Background
In decentralized machine learning systems, agents often have varying computational and communication resources, leading to straggler problems and inefficient training. Existing federated learning methods typically rely on a central server, creating a bottleneck and limiting scalability in resource-constrained or failure-prone environments.
Technology Overview
Researchers at the University of Nevada, Reno have developed ComDML—a communication-efficient, serverless, decentralized multi-agent learning framework that balances workload among heterogeneous agents. ComDML allows slower agents to offload portions of their tasks to faster peers through local-loss-based split training, reducing idle time and improving resource utilization. A dynamic decentralized pairing scheduler optimizes these offloads using integer programming based on both computation and communication capacities.

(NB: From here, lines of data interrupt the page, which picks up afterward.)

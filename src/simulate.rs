//! Pool simulation: score every participant against every generated outcome
//! and accumulate probability mass for first and last place.

use std::collections::HashMap;

use rayon::prelude::*;
use serde::Serialize;
use tracing::{info, warn};

use crate::bracket::{Bracket, GameId, Side};
use crate::config::{ScoringConfig, SimulationConfig};
use crate::error::{PoolError, PoolResult};
use crate::outcomes::{plan_outcomes, Outcome, SamplingMode};
use crate::probability::ProbabilityModel;
use crate::projection::Projector;
use crate::report::{build_report, PoolReport};
use crate::scoring::{score, Score, ScoreCard};

/// Outcomes handled per rayon task.
const CHUNK_SIZE: usize = 4096;

#[derive(Debug, Clone)]
pub struct Participant {
    pub name: String,
    pub picks: Bracket,
    /// Fixed points added to every score.
    pub bonus: i64,
}

impl Participant {
    pub fn new(name: impl Into<String>, picks: Bracket) -> Self {
        Participant {
            name: name.into(),
            picks,
            bonus: 0,
        }
    }

    pub fn with_bonus(mut self, bonus: i64) -> Self {
        self.bonus = bonus;
        self
    }
}

/// Participant indices ordered by score, highest first. The sort is stable,
/// so tied participants keep their list order: the earliest-listed tied
/// leader takes first place and the latest-listed tied trailer takes last.
pub fn rank(scores: &[i64]) -> Vec<usize> {
    let mut order: Vec<usize> = (0..scores.len()).collect();
    order.sort_by(|&a, &b| scores[b].cmp(&scores[a]));
    order
}

// ---------------------------------------------------------------------------
// Tally
// ---------------------------------------------------------------------------

#[derive(Debug, Clone)]
struct Tally {
    total_mass: f64,
    evaluated: usize,
    win: Vec<f64>,
    lose: Vec<f64>,
    place: Vec<f64>,
    winning: Vec<HashMap<Outcome, f64>>,
    losing: Vec<HashMap<Outcome, f64>>,
}

impl Tally {
    fn new(participants: usize) -> Self {
        Tally {
            total_mass: 0.0,
            evaluated: 0,
            win: vec![0.0; participants],
            lose: vec![0.0; participants],
            place: vec![0.0; participants],
            winning: vec![HashMap::new(); participants],
            losing: vec![HashMap::new(); participants],
        }
    }

    fn record(&mut self, outcome: Outcome, mass: f64, order: &[usize]) {
        self.total_mass += mass;
        self.evaluated += 1;
        for (place, &i) in order.iter().enumerate() {
            self.place[i] += (place + 1) as f64 * mass;
        }
        if let (Some(&top), Some(&bottom)) = (order.first(), order.last()) {
            self.win[top] += mass;
            *self.winning[top].entry(outcome).or_insert(0.0) += mass;
            self.lose[bottom] += mass;
            *self.losing[bottom].entry(outcome).or_insert(0.0) += mass;
        }
    }

    fn merge(mut self, other: Tally) -> Tally {
        self.total_mass += other.total_mass;
        self.evaluated += other.evaluated;
        for i in 0..self.win.len() {
            self.win[i] += other.win[i];
            self.lose[i] += other.lose[i];
            self.place[i] += other.place[i];
        }
        for (mine, theirs) in self
            .winning
            .iter_mut()
            .chain(self.losing.iter_mut())
            .zip(other.winning.into_iter().chain(other.losing))
        {
            for (outcome, mass) in theirs {
                *mine.entry(outcome).or_insert(0.0) += mass;
            }
        }
        self
    }
}

/// Normalized results of one pass over the outcome space.
#[derive(Debug, Clone)]
pub struct OutcomeTally {
    /// `None` when nothing was left to simulate.
    pub mode: Option<SamplingMode>,
    pub remaining: Vec<GameId>,
    pub total_space: u128,
    pub evaluated: usize,
    /// Sum of raw outcome weights before normalization.
    pub observed_mass: f64,
    pub win: Vec<f64>,
    pub lose: Vec<f64>,
    pub average_place: Vec<f64>,
    pub winning: Vec<HashMap<Outcome, f64>>,
    pub losing: Vec<HashMap<Outcome, f64>>,
}

fn static_tally(
    results: &Bracket,
    participants: &[Participant],
    scoring: &ScoringConfig,
    apply_seed_bonus: bool,
) -> OutcomeTally {
    let n = participants.len();
    let scores: Vec<i64> = participants
        .iter()
        .map(|p| score(results, &p.picks, scoring, apply_seed_bonus).total + p.bonus)
        .collect();
    let order = rank(&scores);
    let mut tally = OutcomeTally {
        mode: None,
        remaining: Vec::new(),
        total_space: 1,
        evaluated: 0,
        observed_mass: 1.0,
        win: vec![0.0; n],
        lose: vec![0.0; n],
        average_place: vec![0.0; n],
        winning: vec![HashMap::new(); n],
        losing: vec![HashMap::new(); n],
    };
    for (place, &i) in order.iter().enumerate() {
        tally.average_place[i] = (place + 1) as f64;
    }
    if let (Some(&top), Some(&bottom)) = (order.first(), order.last()) {
        tally.win[top] = 1.0;
        tally.lose[bottom] = 1.0;
    }
    tally
}

/// Evaluate every generated outcome and normalize the accumulated masses by
/// the total observed weight.
pub fn tally_outcomes(
    results: &Bracket,
    participants: &[Participant],
    model: Option<&ProbabilityModel>,
    scoring: &ScoringConfig,
    config: &SimulationConfig,
) -> PoolResult<OutcomeTally> {
    if participants.is_empty() {
        return Err(PoolError::NoParticipants);
    }
    let remaining = results.remaining_games();
    if remaining.is_empty() {
        info!("No remaining games, scoring the final results");
        return Ok(static_tally(results, participants, scoring, config.apply_seed_bonus));
    }

    let plan = plan_outcomes(
        results,
        &remaining,
        config.max_simulations,
        config.strategy,
        config.rng_seed,
    )?;
    info!(
        "{} remaining games, {} possible outcomes, evaluating {} ({:?})",
        remaining.len(),
        plan.total_space,
        plan.outcomes.len(),
        plan.mode
    );

    let cards: Vec<ScoreCard> = participants
        .iter()
        .map(|p| ScoreCard::new(results, &p.picks, &remaining, scoring, config.apply_seed_bonus))
        .collect();
    let uniform = 1.0 / plan.outcomes.len() as f64;
    let n = participants.len();

    let tally = plan
        .outcomes
        .par_chunks(CHUNK_SIZE)
        .map(|chunk| {
            let mut projector = Projector::new(results, &remaining);
            let mut tally = Tally::new(n);
            let mut scores = vec![0i64; n];
            for &outcome in chunk {
                let hypothetical = projector.project(outcome);
                let mass = model.map_or(uniform, |m| m.outcome_probability(hypothetical));
                for (i, card) in cards.iter().enumerate() {
                    scores[i] = card.total(hypothetical).total + participants[i].bonus;
                }
                tally.record(outcome, mass, &rank(&scores));
            }
            tally
        })
        .reduce(|| Tally::new(n), Tally::merge);

    let observed_mass = tally.total_mass;
    let scale = if observed_mass > 0.0 {
        1.0 / observed_mass
    } else {
        warn!("All sampled outcomes have zero probability");
        0.0
    };
    let normalize = |maps: Vec<HashMap<Outcome, f64>>| -> Vec<HashMap<Outcome, f64>> {
        maps.into_iter()
            .map(|m| m.into_iter().map(|(o, mass)| (o, mass * scale)).collect())
            .collect()
    };

    Ok(OutcomeTally {
        mode: Some(plan.mode),
        remaining,
        total_space: plan.total_space,
        evaluated: tally.evaluated,
        observed_mass,
        win: tally.win.iter().map(|m| m * scale).collect(),
        lose: tally.lose.iter().map(|m| m * scale).collect(),
        average_place: tally.place.iter().map(|m| m * scale).collect(),
        winning: normalize(tally.winning),
        losing: normalize(tally.losing),
    })
}

/// Full pool run: tally every outcome, then merge and decode scenarios.
pub fn simulate_pool(
    results: &Bracket,
    participants: &[Participant],
    model: Option<&ProbabilityModel>,
    scoring: &ScoringConfig,
    config: &SimulationConfig,
) -> PoolResult<PoolReport> {
    let tally = tally_outcomes(results, participants, model, scoring, config)?;
    Ok(build_report(results, participants, &tally, scoring, config))
}

// ---------------------------------------------------------------------------
// Conditional odds for the next games
// ---------------------------------------------------------------------------

/// Win and lose chances of every participant given one side of a game.
/// `None` when no evaluated outcome had that result.
pub fn conditional_odds(
    tally: &OutcomeTally,
    position: usize,
    side: Side,
) -> Vec<(Option<f64>, Option<f64>)> {
    let mass_given = |map: &HashMap<Outcome, f64>| -> f64 {
        map.iter()
            .filter(|(o, _)| o.side(position) == side)
            .map(|(_, m)| m)
            .sum()
    };
    let win_mass: Vec<f64> = tally.winning.iter().map(mass_given).collect();
    let lose_mass: Vec<f64> = tally.losing.iter().map(mass_given).collect();
    let win_total: f64 = win_mass.iter().sum();
    let lose_total: f64 = lose_mass.iter().sum();
    let ratio = |m: f64, total: f64| if total > 0.0 { Some(m / total) } else { None };
    win_mass
        .iter()
        .zip(&lose_mass)
        .map(|(&w, &l)| (ratio(w, win_total), ratio(l, lose_total)))
        .collect()
}

// ---------------------------------------------------------------------------
// Standings
// ---------------------------------------------------------------------------

#[derive(Debug, Clone, Serialize)]
pub struct Standing {
    pub name: String,
    pub place: usize,
    pub score: Score,
    pub bonus: i64,
    pub total: i64,
}

/// Current scores against the results as they stand, best first.
pub fn standings(
    results: &Bracket,
    participants: &[Participant],
    scoring: &ScoringConfig,
    apply_seed_bonus: bool,
) -> Vec<Standing> {
    let scored: Vec<Score> = participants
        .iter()
        .map(|p| score(results, &p.picks, scoring, apply_seed_bonus))
        .collect();
    let totals: Vec<i64> = scored
        .iter()
        .zip(participants)
        .map(|(s, p)| s.total + p.bonus)
        .collect();
    rank(&totals)
        .into_iter()
        .enumerate()
        .map(|(place, i)| Standing {
            name: participants[i].name.clone(),
            place: place + 1,
            score: scored[i],
            bonus: participants[i].bonus,
            total: totals[i],
        })
        .collect()
}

The technology supports scalable parallel model updates, AllReduce-based aggregation, and integrates privacy-preserving mechanisms such as differential privacy, patch shuffling, and distance correlation. Experiments using ResNet-56 and ResNet-110 on CIFAR-10/100 and CINIC-10 datasets show up to 71% reduction in training time with accuracy comparable to state-of-the-art methods
Figure 1: Workload balancing
Further Details:
For more details, refer to the full publication.
S. M. Sajjadi Mohammadabadi, L. Yang, F. Yan and J. Zhang, "Communication-Efficient Training Workload Balancing for Decentralized Multi-Agent Learning," 2024 IEEE 44th International Conference on Distributed Computing Systems (ICDCS), Jersey City, NJ, USA, 2024, pp. 680-691, doi: 10.1109/ICDCS60910.2024.00069.
Benefits
- Reduces training time by up to 71%
- No central server required—improves robustness and scalability
- Compatible with non-IID data and large deep models
- Maintains high model accuracy under privacy constraints
- Adaptable to heterogeneous device environments
Applications
- Distributed AI in mobile and IoT devices
- Edge computing in smart cities, autonomous systems, and sensor networks
- Collaborative learning in swarm robotics or vehicle networks
- Privacy-aware healthcare or financial data analytics